**What you will do**
Starting with the line that contains "if let Ok(mut messages)" and stopping after the line that contains "self.inner.speech_generation.fetch_add(1, Ordering::SeqCst) + 1;", copy the entries below exactly. Include nothing else.
*** Given entries ***
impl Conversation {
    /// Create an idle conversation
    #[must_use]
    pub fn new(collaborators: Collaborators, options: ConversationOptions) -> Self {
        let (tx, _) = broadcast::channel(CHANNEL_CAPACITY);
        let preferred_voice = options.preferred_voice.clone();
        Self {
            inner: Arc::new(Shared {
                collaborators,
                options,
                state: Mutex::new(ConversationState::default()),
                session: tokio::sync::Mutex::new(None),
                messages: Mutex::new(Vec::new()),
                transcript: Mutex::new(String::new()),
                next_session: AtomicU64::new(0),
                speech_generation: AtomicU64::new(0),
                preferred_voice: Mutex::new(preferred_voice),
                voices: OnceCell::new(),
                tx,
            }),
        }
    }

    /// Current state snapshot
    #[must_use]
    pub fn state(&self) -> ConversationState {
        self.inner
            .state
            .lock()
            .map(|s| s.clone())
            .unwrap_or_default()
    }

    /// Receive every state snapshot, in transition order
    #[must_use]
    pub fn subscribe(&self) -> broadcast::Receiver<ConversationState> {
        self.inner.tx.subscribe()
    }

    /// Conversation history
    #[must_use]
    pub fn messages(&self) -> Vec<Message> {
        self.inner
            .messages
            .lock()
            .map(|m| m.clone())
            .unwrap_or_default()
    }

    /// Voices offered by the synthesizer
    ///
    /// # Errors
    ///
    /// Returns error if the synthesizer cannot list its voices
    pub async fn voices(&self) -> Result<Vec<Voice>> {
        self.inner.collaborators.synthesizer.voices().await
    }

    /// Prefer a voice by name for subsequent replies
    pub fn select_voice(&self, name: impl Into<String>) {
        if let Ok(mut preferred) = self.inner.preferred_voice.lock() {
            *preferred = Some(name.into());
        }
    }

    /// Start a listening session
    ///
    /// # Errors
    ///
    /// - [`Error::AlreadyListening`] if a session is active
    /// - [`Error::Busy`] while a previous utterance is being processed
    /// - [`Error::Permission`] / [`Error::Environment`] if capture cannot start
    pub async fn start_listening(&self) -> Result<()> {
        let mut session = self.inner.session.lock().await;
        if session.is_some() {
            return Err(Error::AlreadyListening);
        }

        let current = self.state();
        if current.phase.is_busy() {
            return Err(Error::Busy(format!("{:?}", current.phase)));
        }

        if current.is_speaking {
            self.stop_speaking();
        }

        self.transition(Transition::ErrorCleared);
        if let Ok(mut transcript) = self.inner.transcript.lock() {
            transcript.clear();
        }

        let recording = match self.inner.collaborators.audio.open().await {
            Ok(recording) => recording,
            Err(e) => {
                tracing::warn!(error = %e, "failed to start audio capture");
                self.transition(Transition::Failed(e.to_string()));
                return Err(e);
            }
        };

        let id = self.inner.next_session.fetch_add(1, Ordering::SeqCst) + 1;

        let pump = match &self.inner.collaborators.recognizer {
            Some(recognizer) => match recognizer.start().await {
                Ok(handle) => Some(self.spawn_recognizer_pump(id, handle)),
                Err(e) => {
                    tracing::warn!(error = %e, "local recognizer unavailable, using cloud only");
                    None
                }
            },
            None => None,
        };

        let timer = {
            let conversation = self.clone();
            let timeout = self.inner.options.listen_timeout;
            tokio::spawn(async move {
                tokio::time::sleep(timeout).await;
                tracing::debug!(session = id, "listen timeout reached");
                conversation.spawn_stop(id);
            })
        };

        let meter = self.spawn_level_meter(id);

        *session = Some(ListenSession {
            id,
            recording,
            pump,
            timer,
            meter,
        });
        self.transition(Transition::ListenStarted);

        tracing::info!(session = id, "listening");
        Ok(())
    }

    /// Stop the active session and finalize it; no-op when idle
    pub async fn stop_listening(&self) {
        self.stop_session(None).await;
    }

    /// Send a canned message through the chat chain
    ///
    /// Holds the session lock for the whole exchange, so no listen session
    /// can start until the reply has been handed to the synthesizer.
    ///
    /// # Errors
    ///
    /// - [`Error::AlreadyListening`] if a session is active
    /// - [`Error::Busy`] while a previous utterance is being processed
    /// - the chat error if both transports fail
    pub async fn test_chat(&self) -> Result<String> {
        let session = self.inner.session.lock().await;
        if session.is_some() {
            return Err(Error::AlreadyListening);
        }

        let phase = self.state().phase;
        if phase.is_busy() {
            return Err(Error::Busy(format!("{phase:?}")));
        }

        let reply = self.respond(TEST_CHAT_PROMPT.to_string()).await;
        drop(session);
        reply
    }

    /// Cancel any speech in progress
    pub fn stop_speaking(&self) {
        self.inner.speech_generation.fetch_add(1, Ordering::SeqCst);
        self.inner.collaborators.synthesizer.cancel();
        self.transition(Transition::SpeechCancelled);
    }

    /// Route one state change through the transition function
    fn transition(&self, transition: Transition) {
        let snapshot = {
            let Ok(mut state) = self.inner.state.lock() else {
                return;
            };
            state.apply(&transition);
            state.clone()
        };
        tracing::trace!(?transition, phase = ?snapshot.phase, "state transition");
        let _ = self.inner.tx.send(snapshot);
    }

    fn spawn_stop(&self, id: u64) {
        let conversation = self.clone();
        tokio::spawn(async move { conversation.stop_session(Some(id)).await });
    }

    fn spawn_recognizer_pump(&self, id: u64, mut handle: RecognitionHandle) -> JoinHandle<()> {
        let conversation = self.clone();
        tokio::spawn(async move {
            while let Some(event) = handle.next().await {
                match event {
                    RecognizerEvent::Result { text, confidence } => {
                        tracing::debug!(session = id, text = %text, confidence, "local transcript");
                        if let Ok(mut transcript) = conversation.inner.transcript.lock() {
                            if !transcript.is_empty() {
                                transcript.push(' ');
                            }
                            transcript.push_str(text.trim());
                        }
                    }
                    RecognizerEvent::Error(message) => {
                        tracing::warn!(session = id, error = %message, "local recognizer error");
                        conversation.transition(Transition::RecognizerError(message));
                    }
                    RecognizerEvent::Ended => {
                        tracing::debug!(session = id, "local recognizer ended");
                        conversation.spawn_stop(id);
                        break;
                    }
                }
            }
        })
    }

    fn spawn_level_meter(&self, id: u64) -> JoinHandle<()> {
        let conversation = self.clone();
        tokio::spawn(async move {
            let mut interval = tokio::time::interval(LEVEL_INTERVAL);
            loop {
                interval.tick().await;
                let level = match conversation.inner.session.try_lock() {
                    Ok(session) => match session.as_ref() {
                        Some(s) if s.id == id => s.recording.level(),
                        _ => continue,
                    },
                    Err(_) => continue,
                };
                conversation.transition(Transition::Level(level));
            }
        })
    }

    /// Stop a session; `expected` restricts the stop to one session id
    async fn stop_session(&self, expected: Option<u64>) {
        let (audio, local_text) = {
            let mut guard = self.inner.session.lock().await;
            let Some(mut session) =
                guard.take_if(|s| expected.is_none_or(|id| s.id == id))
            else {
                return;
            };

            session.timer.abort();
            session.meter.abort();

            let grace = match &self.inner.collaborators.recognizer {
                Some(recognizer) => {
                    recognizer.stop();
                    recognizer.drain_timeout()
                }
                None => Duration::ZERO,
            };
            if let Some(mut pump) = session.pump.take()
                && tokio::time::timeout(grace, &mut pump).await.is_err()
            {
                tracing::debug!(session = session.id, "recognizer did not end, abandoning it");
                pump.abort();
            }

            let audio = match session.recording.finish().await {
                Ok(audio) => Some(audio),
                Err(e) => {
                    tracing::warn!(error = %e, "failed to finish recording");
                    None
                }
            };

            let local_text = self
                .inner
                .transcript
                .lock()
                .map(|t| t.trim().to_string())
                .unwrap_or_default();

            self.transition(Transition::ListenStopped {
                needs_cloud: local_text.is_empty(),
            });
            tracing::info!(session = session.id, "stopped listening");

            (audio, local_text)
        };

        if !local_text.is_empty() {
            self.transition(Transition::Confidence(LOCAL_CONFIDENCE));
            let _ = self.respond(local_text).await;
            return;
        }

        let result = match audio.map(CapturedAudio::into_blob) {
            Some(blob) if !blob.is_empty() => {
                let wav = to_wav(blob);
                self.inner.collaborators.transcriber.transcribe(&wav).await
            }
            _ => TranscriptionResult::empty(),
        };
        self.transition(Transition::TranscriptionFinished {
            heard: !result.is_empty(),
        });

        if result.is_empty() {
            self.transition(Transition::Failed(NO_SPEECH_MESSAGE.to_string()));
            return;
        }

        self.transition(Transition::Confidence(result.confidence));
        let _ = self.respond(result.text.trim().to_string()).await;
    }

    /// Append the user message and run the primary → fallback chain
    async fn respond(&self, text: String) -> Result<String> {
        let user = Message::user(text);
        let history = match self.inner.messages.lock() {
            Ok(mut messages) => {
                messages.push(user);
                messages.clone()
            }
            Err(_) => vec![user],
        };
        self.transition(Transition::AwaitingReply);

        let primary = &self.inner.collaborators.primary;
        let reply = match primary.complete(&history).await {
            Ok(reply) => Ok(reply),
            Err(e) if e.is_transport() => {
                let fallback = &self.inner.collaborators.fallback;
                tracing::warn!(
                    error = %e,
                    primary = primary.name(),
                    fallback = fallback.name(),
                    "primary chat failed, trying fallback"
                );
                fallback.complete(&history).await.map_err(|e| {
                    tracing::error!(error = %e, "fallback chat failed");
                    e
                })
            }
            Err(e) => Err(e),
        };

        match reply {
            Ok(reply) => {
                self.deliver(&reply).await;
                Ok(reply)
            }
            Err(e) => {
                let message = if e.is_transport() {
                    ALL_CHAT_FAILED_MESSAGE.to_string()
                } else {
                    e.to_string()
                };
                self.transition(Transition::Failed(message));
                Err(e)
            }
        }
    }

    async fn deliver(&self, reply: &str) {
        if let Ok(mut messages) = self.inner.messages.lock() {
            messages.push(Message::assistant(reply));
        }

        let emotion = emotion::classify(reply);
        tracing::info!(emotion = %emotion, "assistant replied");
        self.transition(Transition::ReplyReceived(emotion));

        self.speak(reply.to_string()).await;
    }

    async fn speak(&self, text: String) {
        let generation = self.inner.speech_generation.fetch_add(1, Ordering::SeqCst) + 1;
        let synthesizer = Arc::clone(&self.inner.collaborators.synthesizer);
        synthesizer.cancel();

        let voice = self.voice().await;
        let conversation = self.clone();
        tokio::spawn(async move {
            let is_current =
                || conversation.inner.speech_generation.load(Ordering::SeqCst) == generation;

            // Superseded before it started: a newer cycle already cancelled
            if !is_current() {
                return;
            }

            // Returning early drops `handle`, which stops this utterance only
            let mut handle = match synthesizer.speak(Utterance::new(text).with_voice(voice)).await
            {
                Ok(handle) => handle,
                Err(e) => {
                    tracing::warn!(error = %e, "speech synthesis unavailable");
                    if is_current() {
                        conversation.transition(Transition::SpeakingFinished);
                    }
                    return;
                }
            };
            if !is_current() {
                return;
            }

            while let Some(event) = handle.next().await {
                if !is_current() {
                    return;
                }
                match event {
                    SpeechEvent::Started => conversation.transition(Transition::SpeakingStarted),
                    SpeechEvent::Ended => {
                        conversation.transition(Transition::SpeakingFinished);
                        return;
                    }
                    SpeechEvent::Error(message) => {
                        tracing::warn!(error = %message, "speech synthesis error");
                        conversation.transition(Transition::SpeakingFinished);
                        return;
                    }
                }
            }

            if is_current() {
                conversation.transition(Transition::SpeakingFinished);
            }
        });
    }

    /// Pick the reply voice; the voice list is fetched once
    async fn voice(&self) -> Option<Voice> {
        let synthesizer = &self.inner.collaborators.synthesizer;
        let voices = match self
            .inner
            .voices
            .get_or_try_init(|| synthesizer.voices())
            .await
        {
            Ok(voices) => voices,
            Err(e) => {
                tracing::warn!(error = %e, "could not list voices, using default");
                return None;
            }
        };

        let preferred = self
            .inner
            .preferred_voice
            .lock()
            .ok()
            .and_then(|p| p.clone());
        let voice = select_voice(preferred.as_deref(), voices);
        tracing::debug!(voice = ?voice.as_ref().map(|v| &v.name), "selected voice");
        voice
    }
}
*** End of Given entries ***
**Reply to the task**
        if let Ok(mut messages) = self.inner.messages.lock() {
            messages.push(Message::assistant(reply));
        }

        let emotion = emotion::classify(reply);
        tracing::info!(emotion = %emotion, "assistant replied");
        self.transition(Transition::ReplyReceived(emotion));

        self.speak(reply.to_string()).await;
    }

    async fn speak(&self, text: String) {
        let generation = self.inner.speech_generation.fetch_add(1, Ordering::SeqCst) + 1;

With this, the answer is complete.